Automotive Technician Education Pathway Program Sets Students up for Success

Writer / Julie Yates
Photography Provided

Tipton High School has partnered with Chariot Automotive Group and Ivy Tech Community College to offer an innovative program to qualifying students.

Those enrolled in the Automotive Technician Education Pathway (ATEP) program will graduate with 36 hours of college credit and a certificate in automotive technology, and will also be immediately employable. The program, which is held at Academy Chrysler Dodge Jeep Ram in Tipton, was initiated by Rex Gingerich, chief executive officer of Chariot Automotive Group, and developed by Jim Woolf, administrative director for workforce development at Chariot Automotive Group.Automotive Technician Education Pathway

“Basically the concept started with the stark realization that before too long, Indiana and the rest of the nation will likely encounter a huge shortage of qualified auto service technicians,” says Carrie Capshaw, a Tipton High School counselor. “Chariot Automotive worked closely with Jim Woolf and the department of labor to develop a youth apprenticeship program where students can receive classroom instruction from Ivy Tech while also participating in hands-on work experience in the auto shop.”
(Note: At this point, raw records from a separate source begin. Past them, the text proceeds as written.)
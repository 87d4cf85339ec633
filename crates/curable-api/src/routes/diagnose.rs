use axum::{extract::State, Json};
use chrono::{DateTime, Utc};
use serde::{Deserialize, Serialize};
use std::sync::Arc;
use utoipa::ToSchema;

use curable_persist::SymptomAssessment;

use crate::{
    error::{ApiError, ApiResult},
    state::AppState,
};

#[derive(Debug, Serialize, Deserialize, ToSchema)]
pub struct DiagnoseRequest {
    pub user_id: String,
    pub symptoms: String,
}

#[derive(Debug, Serialize, Deserialize, ToSchema)]
pub struct AssessmentResponse {
    pub id: String,
    pub symptoms: String,
    pub summary: String,
    pub suspected_conditions: Vec<String>,
    pub recommendations: Vec<String>,
    pub quick_remedy: Vec<String>,
    pub red_flags: Vec<String>,
    pub confidence_score: Option<f64>,
    pub urgency_level: Option<String>,
    pub follow_up_timeline: Option<String>,
    pub disclaimer: Option<String>,
    pub created_at: DateTime<Utc>,
}

impl From<SymptomAssessment> for AssessmentResponse {
    fn from(a: SymptomAssessment) -> Self {
        Self {
            id: a.id,
            symptoms: a.symptoms,
            summary: a.ai_diagnosis,
            suspected_conditions: a.suspected_conditions,
            recommendations: a.recommendations,
            quick_remedy: a.quick_remedy,
            red_flags: a.red_flags,
            confidence_score: a.confidence_score,
            urgency_level: a.urgency_level,
            follow_up_timeline: a.follow_up_timeline,
            disclaimer: a.disclaimer,
            created_at: a.created_at,
        }
    }
}

#[derive(Debug, Serialize, Deserialize, ToSchema)]
pub struct DiagnoseResponse {
    pub success: bool,
    pub assessment: AssessmentResponse,
}

/// AI assessment of reported symptoms, stored on the user's record
#[utoipa::path(
    post,
    path = "/diagnose",
    request_body = DiagnoseRequest,
    responses(
        (status = 200, description = "Stored assessment", body = DiagnoseResponse),
        (status = 400, description = "Invalid request")
    ),
    tag = "diagnosis"
)]
pub async fn diagnose(
    State(state): State<Arc<AppState>>,
    Json(req): Json<DiagnoseRequest>,
) -> ApiResult<Json<DiagnoseResponse>> {
    if req.symptoms.trim().is_empty() {
        return Err(ApiError::BadRequest("symptoms must not be empty".to_string()));
    }

    let assessment = state.assessor.assess(&req.user_id, &req.symptoms).await?;

    Ok(Json(DiagnoseResponse {
        success: true,
        assessment: assessment.into(),
    }))
}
“Rex’s vision is education for all employees – sales, management and techs,” says Woolf. “He wanted to take the continuing education for the company’s techs to a higher level and asked me to do grant writing for Ivy Tech tuition. Then he said, ‘What can we do for the youth in the community?’ ATEP was a couple of years in the making before the first class was implemented this August.”

A two-year program starting for juniors was crafted. Participants travel to Academy in Tipton and work both in a classroom and a hands-on lab for three hours each school day. Besides Tipton High School, enrollment includes students from four Hamilton County high schools including Hamilton Heights, Sheridan, Noblesville and Westfield.

“Currently we have 27 students, but we expect a few may drop out as time goes along,” says Woolf. “Right now it is going excellent. It’s a robust education program with college credit courses every day, and the first week was a shock for some. The kids really seem to enjoy it and are engaged.”Automotive Technician Education Pathway

“My dad and grandpa grew up around cars and have always fixed and done routine maintenance on cars in my family,” says Tipton student Jackson Money. “I help them and I recently got more into cars because of them. I have really enjoyed getting to know the people in my class and getting more hands-on experience. My biggest surprise about ATEP has been the amount of knowledge I have already gained and the material that we get to learn. I think ATEP will help me get a head start on things in the automotive industry and potentially set up a job for me after I graduate.”

Capshaw was asked to help identify possible candidates who had a strong interest in becoming auto service technicians, as well as the dedication and work ethic to begin college-level classes. In addition to finding students interested in the auto service program, various indicators such as grade point average, attendance rate, teacher recommendations and disciplinary referrals were considered when determining strong candidates for the program.

“We got the names from the guidance counselors and then we started talking to the students and their parents,” says Woolf. “When we talked to families, we answered the question about what this program does as far as a future job. The ‘so what’ is that they can become gainfully employed and have this program on their resume. It helps us who are looking for good techs. It doesn’t stop with high school. If they come to work for one of the Chariot Automotive Group dealerships, their education continues. They can start earning money and finish their associate degree with Ivy Tech.”

“I heard about the program through a friend and it caught my attention because I have always been interested in working on cars,” says Tipton student Caleb Hare. “I have enjoyed the hands-on learning from the course. I was surprised by the number of people taking the course.  I thought there would only be 10 to 12 people. I would like to be a mechanic and this will give me a lot of the knowledge I will need.”

Both Capshaw and Tipton High School Principal Craig Leach have expressed their gratitude for Chariot Automotive Group, Gingerich and Woolf for their desire to help students interested in the auto service industry find a way to get an affordable education while gaining firsthand work experience. Both feel the best aspect of the program is that it allows students interested in working in the automotive industry the opportunity to get great hands-on training and access to college credit, which will set them up for the workforce after graduation. The fact that Chariot will also give priority to these students for a job is a major perk.Automotive Technician Education Pathway

“I like the idea of being able to start my degree and being able to use what we learn in class out in the shop,” says Tipton student JT Vautaw. “I didn’t expect the amount of time we get to spend in the shop. Having this knowledge will help in my degree.”

“In the workshop there are toolboxes filled with excellent tools,” says Tipton student Mea Schambers. “There is also professional equipment that we use for our labs. The program has given me a jumpstart on my future career after high school. I want to earn an associate degree in automotive technology. Being in this program, I should be about halfway to my degree by the time I graduate high school. I’ve enjoyed the environment and kindness of all the dealership faculty. The faculty wants to see all of us succeed in this program.”